А потом я рассказал журналисту смешную историю, которая чуть не обидела на всю жизнь отца как одного из «первостроителей» Мурманска. Дело было так. Город готовился торжественно отметить завершение стройки. Партийные, профсоюзные и государственные организации готовились провести специальный торжественный вечер. Желающих попасть на праздничную церемонию было очень много, пропускали туда по специальным пригласительным билетам. В числе лучших строителей приглашение получил и мой отец. Когда он счастливый, гордый, нарядный и даже «наодеколоненный» (в то время это было «буржуазным пережитком прошлого» и осуждалось общественностью), подошел ко входу, контролеры в вестибюле его не пропустили, так как отец явился в сапогах: ботинок у него не было. От обиды он чуть не расплакался. Помог случайный знакомый, одолжив свою обувь...

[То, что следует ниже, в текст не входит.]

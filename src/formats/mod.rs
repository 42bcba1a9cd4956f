//! Output formats for transformed tokens.
//!
//! A format renders the tokens selected for one output file into the text of
//! that file. Formats are looked up by name through the
//! [`Registry`](crate::registry::Registry).
//!
//! # Supported Formats
//!
//! - **Web**: `css/variables`, `scss/variables`, `javascript/es6`, `typescript/es6`
//! - **JSON**: `json`, `json/nested`
//! - **Android**: `android/colors`, `android/resources`, `compose/object`
//! - **iOS**: `ios/macros`, `ios/colors.h`, `ios/colors.m`, `ios/static.h`,
//!   `ios/static.m`, `ios-swift/class.swift`, `ios-swift/enum.swift`,
//!   `ios-swift/any.swift`

pub mod android;
pub mod ios;
pub mod json;
pub mod web;

pub use android::*;
pub use ios::*;
pub use json::*;
pub use web::*;

use serde_json::Value;
use std::path::Path;
use thiserror::Error;

use crate::color::format_number;
use crate::tokens::Token;

/// Header line carried by every generated file that has comment syntax.
pub const GENERATED_NOTICE: &str = "Do not edit directly, this file was auto-generated.";

/// Common error type for format rendering.
#[derive(Debug, Error)]
pub enum FormatError {
    /// The file spec lacks an option this format needs
    #[error("format '{format}' requires the '{option}' option")]
    MissingOption { format: &'static str, option: &'static str },
    /// Serialization error
    #[error("Serialization error: {0}")]
    Serialization(#[from] serde_json::Error),
}

/// Per-file options a format may read.
#[derive(Debug, Clone, Default, PartialEq)]
pub struct FormatOptions {
    /// Emit references to other tokens instead of resolved values
    pub output_references: bool,
    /// Class or object name; defaults to the destination file stem
    pub class_name: Option<String>,
    /// Kotlin package
    pub package_name: Option<String>,
    /// Objective-C value or enum type name
    pub type_name: Option<String>,
    /// Swift access level (`public`, `internal`, ...)
    pub access_control: Option<String>,
    /// Swift modules to import
    pub imports: Vec<String>,
    /// Swift declaration kind for `ios-swift/any.swift` (`class`, `struct`, `enum`)
    pub object_type: Option<String>,
}

/// Everything a format needs to render one file.
#[derive(Debug, Clone, Copy)]
pub struct FormatContext<'a> {
    /// Tokens selected for this file, in dictionary order
    pub tokens: &'a [&'a Token],
    /// Every token of the build, used to resolve output references
    pub dictionary: &'a [Token],
    pub options: &'a FormatOptions,
    /// Destination path relative to the platform build directory
    pub destination: &'a str,
}

impl<'a> FormatContext<'a> {
    /// Configured class name, else the destination file stem.
    pub fn class_name(&self) -> String {
        if let Some(name) = &self.options.class_name {
            return name.clone();
        }
        Path::new(self.destination)
            .file_stem()
            .and_then(|s| s.to_str())
            .unwrap_or(self.destination)
            .to_string()
    }

    /// Output name of the token `token` refers to, when output references
    /// are enabled and its source value is a single reference.
    pub fn referenced_name(&self, token: &Token) -> Option<&'a str> {
        if !self.options.output_references {
            return None;
        }
        let target = token.reference_target()?;
        self.dictionary.iter().find(|t| t.dotted_path() == target).map(|t| t.name.as_str())
    }
}

/// Trait for output format implementations.
pub trait Format: Send + Sync {
    /// Name used in platform file specs.
    fn format_name(&self) -> &'static str;

    /// Render the complete file contents.
    fn render(&self, ctx: &FormatContext<'_>) -> Result<String, FormatError>;
}

/// Every built-in format.
pub fn builtin_formats() -> Vec<Box<dyn Format>> {
    vec![
        Box::new(CssVariables),
        Box::new(ScssVariables),
        Box::new(JavascriptEs6),
        Box::new(TypescriptEs6),
        Box::new(JsonFormat),
        Box::new(JsonNested),
        Box::new(AndroidColors),
        Box::new(AndroidResources),
        Box::new(ComposeObject),
        Box::new(IosMacros),
        Box::new(IosColorsH),
        Box::new(IosColorsM),
        Box::new(IosStaticH),
        Box::new(IosStaticM),
        Box::new(SwiftObject::class()),
        Box::new(SwiftObject::enumeration()),
        Box::new(SwiftObject::any()),
    ]
}

/// `/** ... */` block header used by C-family outputs.
pub(crate) fn block_header() -> String {
    format!("/**\n * {}\n */\n\n", GENERATED_NOTICE)
}

/// Token value as text: strings verbatim, numbers without a trailing `.0`,
/// anything else as compact JSON.
pub(crate) fn value_text(value: &Value) -> String {
    match value {
        Value::String(s) => s.clone(),
        Value::Number(n) => n.as_f64().map(format_number).unwrap_or_else(|| n.to_string()),
        other => other.to_string(),
    }
}

/// Whether the value is already target-language code and must not be quoted.
///
/// Color and dimension transforms for native platforms produce literals such
/// as `Color(0xff000000)` or `CGFloat(4.00)`; numbers are always raw.
pub(crate) fn is_code_literal(token: &Token) -> bool {
    match &token.value {
        Value::Number(_) | Value::Bool(_) => true,
        Value::String(_) => token.is_type("color") || token.is_type("dimension"),
        _ => false,
    }
}

/// Double-quoted string literal with JSON escaping, valid in JS, Kotlin and Swift.
pub(crate) fn quoted(text: &str) -> String {
    serde_json::to_string(text).unwrap_or_else(|_| format!("\"{}\"", text))
}

/// Value rendered as a literal for JS, Kotlin or Swift.
pub(crate) fn literal(token: &Token) -> String {
    let text = value_text(&token.value);
    if is_code_literal(token) {
        text
    } else {
        quoted(&text)
    }
}


#[cfg(test)]
mod tests {
    use super::test_support::*;
    use super::*;
    use serde_json::json;

    #[test]
    fn test_builtin_format_names_are_unique() {
        let formats = builtin_formats();
        let mut names: Vec<_> = formats.iter().map(|f| f.format_name()).collect();
        names.sort_unstable();
        let before = names.len();
        names.dedup();
        assert_eq!(names.len(), before);
        assert_eq!(before, 17);
    }

    #[test]
    fn test_class_name_defaults_to_stem() {
        let options = FormatOptions::default();
        let ctx = FormatContext {
            tokens: &[],
            dictionary: &[],
            options: &options,
            destination: "StyleDictionaryColor.kt",
        };
        assert_eq!(ctx.class_name(), "StyleDictionaryColor");
    }

    #[test]
    fn test_literal_quoting() {
        assert_eq!(literal(&token(&["c"], "color", json!("Color(0xff000000)"))), "Color(0xff000000)");
        assert_eq!(literal(&token(&["d"], "duration", json!("0.20s"))), "\"0.20s\"");
        assert_eq!(literal(&token(&["n"], "number", json!(1.5))), "1.5");
    }

    #[test]
    fn test_referenced_name_requires_option() {
        let base = named(token(&["base", "red"], "color", json!("#ff0000")), "base-red");
        let mut alias = named(token(&["brand"], "color", json!("#ff0000")), "brand");
        alias.original = json!("{base.red}");
        let dictionary = vec![base, alias.clone()];

        let off = FormatOptions::default();
        let ctx = FormatContext { tokens: &[], dictionary: &dictionary, options: &off, destination: "x" };
        assert_eq!(ctx.referenced_name(&alias), None);

        let on = FormatOptions { output_references: true, ..Default::default() };
        let ctx = FormatContext { tokens: &[], dictionary: &dictionary, options: &on, destination: "x" };
        assert_eq!(ctx.referenced_name(&alias), Some("base-red"));
    }
}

Мурманское телевидение подготовило тематическую передачу о Пушкинской улице, сделав меня одним из ее «героев». Мы беседовали с журналистом на лестнице, ведущей ко входу во Дворец культуры им. С.М.Кирова. Я рассказывал об отце, о Пушкинской улице, где провел свое детство. Наша семья жила в двухэтажном деревянном доме. Окна квартиры выходили прямо на скверик, где, как и сегодня, стоял памятник С.М.Кирову, только выросли деревья и кусты, а к бывшему Дому Советов, где сейчас расположена Областная Дума, пристроили два крыла.

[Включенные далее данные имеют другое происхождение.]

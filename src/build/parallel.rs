//! Parallel build execution.
//!
//! Brand x platform targets share nothing mutable: the merged token source and
//! the registry are read-only and every target writes its own directory. All
//! targets of a plan therefore run at once on a dedicated rayon pool sized by
//! `jobs`. Results come back in plan order regardless of completion order.
//!
//! # Example
//!
//! ```ignore
//! use tokenpipe::build::{NullProgress, ParallelBuild};
//!
//! let runs = ParallelBuild::new(&engine, &registry, &NullProgress)
//!     .with_jobs(4)
//!     .run(&plan, &source)?;
//! ```

use crate::build::{BuildError, BuildPlan, BuildTarget, ProgressEvent, ProgressReporter, TargetResult};
use crate::engine::{EngineError, TokenEngine, TokenSource};
use crate::registry::Registry;
use rayon::prelude::*;
use std::time::Instant;

/// Default number of parallel jobs (uses available parallelism).
fn default_jobs() -> usize {
    std::thread::available_parallelism().map(|n| n.get()).unwrap_or(1)
}

/// Outcome of one target: the reportable result plus the engine error that
/// caused a failure.
#[derive(Debug)]
pub struct TargetRun {
    pub result: TargetResult,
    pub error: Option<EngineError>,
}

/// Parallel build executor.
pub struct ParallelBuild<'a> {
    engine: &'a dyn TokenEngine,
    registry: &'a Registry,
    reporter: &'a dyn ProgressReporter,
    /// Number of parallel jobs
    jobs: usize,
}

impl<'a> ParallelBuild<'a> {
    /// Create a new parallel build.
    pub fn new(
        engine: &'a dyn TokenEngine,
        registry: &'a Registry,
        reporter: &'a dyn ProgressReporter,
    ) -> Self {
        Self { engine, registry, reporter, jobs: default_jobs() }
    }

    /// Set the number of parallel jobs.
    pub fn with_jobs(mut self, jobs: usize) -> Self {
        self.jobs = jobs.max(1);
        self
    }

    /// Get the number of parallel jobs.
    pub fn jobs(&self) -> usize {
        self.jobs
    }

    /// Build every target of `plan` from `source`.
    ///
    /// Every target runs to completion even when another fails; the caller
    /// decides what a failure means for the run.
    pub fn run(&self, plan: &BuildPlan, source: &TokenSource) -> Result<Vec<TargetRun>, BuildError> {
        let pool = rayon::ThreadPoolBuilder::new().num_threads(self.jobs).build()?;
        log::debug!("Building {} target(s) with {} worker(s)", plan.len(), self.jobs);

        Ok(pool.install(|| {
            plan.targets().par_iter().map(|target| self.build_target(target, source)).collect()
        }))
    }

    fn build_target(&self, target: &BuildTarget, source: &TokenSource) -> TargetRun {
        let start = Instant::now();
        self.reporter.report(ProgressEvent::TargetStarted { target_id: target.id.clone() });

        let outcome = self.engine.build_platform(source, &target.config, self.registry);
        let duration = start.elapsed();

        let run = match outcome {
            Ok(output) => {
                for warning in &output.warnings {
                    self.reporter.report(ProgressEvent::Warning {
                        target_id: Some(target.id.clone()),
                        message: warning.clone(),
                    });
                }
                TargetRun {
                    result: TargetResult::success(target.id.clone(), output.files, duration)
                        .with_warnings(output.warnings),
                    error: None,
                }
            }
            Err(e) => {
                log::debug!("{} failed: {}", target.id, e);
                TargetRun {
                    result: TargetResult::failed(target.id.clone(), e.to_string(), duration),
                    error: Some(e),
                }
            }
        };

        self.reporter.report(ProgressEvent::TargetCompleted {
            target_id: target.id.clone(),
            status: run.result.status.clone(),
            duration_ms: duration.as_millis() as u64,
        });
        run
    }
}

#[cfg(test)]
mod tests {
    use super::*;
    use crate::build::{BuildStatus, NullProgress};
    use crate::engine::{EngineError, PlatformOutput};
    use crate::platforms::PlatformConfig;
    use std::path::{Path, PathBuf};
    use std::sync::atomic::{AtomicUsize, Ordering};

    /// Engine that fails the `js` platform and counts calls.
    #[derive(Default)]
    struct StubEngine {
        calls: AtomicUsize,
    }

    impl TokenEngine for StubEngine {
        fn load(&self, fragments: &[PathBuf]) -> Result<TokenSource, EngineError> {
            Ok(TokenSource {
                tree: serde_json::json!({}),
                fragments: fragments.to_vec(),
                warnings: vec![],
            })
        }

        fn build_platform(
            &self,
            _source: &TokenSource,
            platform: &PlatformConfig,
            _registry: &Registry,
        ) -> Result<PlatformOutput, EngineError> {
            self.calls.fetch_add(1, Ordering::SeqCst);
            if platform.name == "js" {
                return Err(EngineError::SourceNotObject(PathBuf::from("stub.json")));
            }
            Ok(PlatformOutput {
                files: vec![platform.build_path.join("tokens.css")],
                warnings: vec!["stub warning".to_string()],
            })
        }
    }

    fn plan(brands: &[&str], platforms: &[&str]) -> BuildPlan {
        let mut plan = BuildPlan::new();
        for brand in brands {
            for platform in platforms {
                plan.add_target(BuildTarget::new(brand, platform, Path::new("/out")).unwrap());
            }
        }
        plan
    }

    #[test]
    fn test_runs_every_target_in_plan_order() {
        let engine = StubEngine::default();
        let registry = Registry::builtin();
        let source = engine.load(&[]).unwrap();
        let plan = plan(&["a", "b"], &["css", "js", "json"]);

        let runs = ParallelBuild::new(&engine, &registry, &NullProgress)
            .with_jobs(4)
            .run(&plan, &source)
            .expect("should run");

        assert_eq!(engine.calls.load(Ordering::SeqCst), 6);
        let ids: Vec<_> = runs.iter().map(|r| r.result.target_id.as_str()).collect();
        assert_eq!(ids, vec!["a/css", "a/js", "a/json", "b/css", "b/js", "b/json"]);
    }

    #[test]
    fn test_failures_keep_their_error() {
        let engine = StubEngine::default();
        let registry = Registry::builtin();
        let source = engine.load(&[]).unwrap();

        let runs = ParallelBuild::new(&engine, &registry, &NullProgress)
            .run(&plan(&["a"], &["css", "js"]), &source)
            .expect("should run");

        assert_eq!(runs[0].result.status, BuildStatus::Success);
        assert_eq!(runs[0].result.warnings, vec!["stub warning"]);
        assert!(runs[1].result.status.is_failure());
        assert!(matches!(runs[1].error, Some(EngineError::SourceNotObject(_))));
    }

    #[test]
    fn test_jobs_at_least_one() {
        let engine = StubEngine::default();
        let registry = Registry::builtin();
        let build = ParallelBuild::new(&engine, &registry, &NullProgress).with_jobs(0);
        assert_eq!(build.jobs(), 1);
    }
}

Транспорта в Мурманске после войны было очень мало, поэтому на проезжей части улицы (она еще была не заасфальтирована) летом мы ночью играли в футбол, лапту. И не только дети, но и взрослые...
Давно уже сломали старые довоенные деревянные дома, и наш тоже… А вот деревья растут и украшают самую любимую, самую зеленую и самую короткую улицу города Мурманска – Пушкинскую улицу, с которой навсегда связана судьба моего отца и всей нашей семьи...

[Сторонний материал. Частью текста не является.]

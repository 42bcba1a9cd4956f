//! Tokenpipe - Library for splitting and compiling design tokens
//!
//! This library provides functionality to:
//! - Split a master design-token JSON file into per-theme fragments
//! - Resolve token references and render gradient values to CSS
//! - Build CSS/SCSS, JS/TS, JSON, Android, Compose and iOS sources per brand

pub mod build;
pub mod cli;
pub mod color;
pub mod config;
pub mod engine;
pub mod formats;
pub mod platforms;
pub mod registry;
pub mod split;
pub mod tokens;
pub mod transforms;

Так как я коренной мурманчанин и давно уже пожилой человек, то хорошо помню три разных мало похожих друг на друга города Мурманска, и самый первый – послевоенный. В 1946 г. наша семья вернулась с Украины, где была на временно оккупированной фашистами территории. Города как такового тогда еще не было. На месте целых кварталов, где до войны стояли двухэтажные деревянные дома, после жестоких бомбежек и страшных пожаров остались лишь кирпичные остовы печей. Большинство каменных домов, (их и до войны было мало) превратились в руины. Выросло множество землянок. На территории города появились картофельные поля – нужда заставляла горожан находить способы выживания.
Прямо в центре города за Областным краеведческим музеем, на радость нам, мальчишкам, возникло кладбище военной техники: самолеты разных конструкций (истребители бомбардировщики, штурмовики), танки, пушки, и наши, и немецкие. Техника не охранялась, и можно было залезть в кабину любого самолета, двигать штурвал, представлять себя в полете и даже в бою с фашистским «мессером». В памяти до сих пор остался специфический запах краски кабин самолетов.
А какая была рыбалка в заливе, в черте города! Клевали треска, пикша, камбала. Особенно трудно и приятно тащить из глубины большую камбалу – ее сплющенное, как сковорода, тело при изгибах создавало огромное сопротивление. Рыбу ловили на морских червей, искать которых на песчаном берегу при отливе очень просто – надо найти небольшие холмики с отверстиями, здесь и копали. В отличие от дождевых червей, морские черви имеют большие размеры, они толстые и разноцветные.
Но это традиционная рыбалка. Иногда в залив заходили косяки сельди. Вот тогда наступало настоящее рыбацкое счастье. Отдыхая «на югах», общаясь друг с другом, люди всегда гордятся своими рыбацкими трофеями. Когда я рассказываю о рыбной ловле в черте города на пустой крючок – все дружно не верят, обычно говорят: «Видели болтунов, сами загибать умеем, но ты врешь без зазрения совести!». А мурманчане-старожилы знают – это правда. Увы, давно ушедших дней.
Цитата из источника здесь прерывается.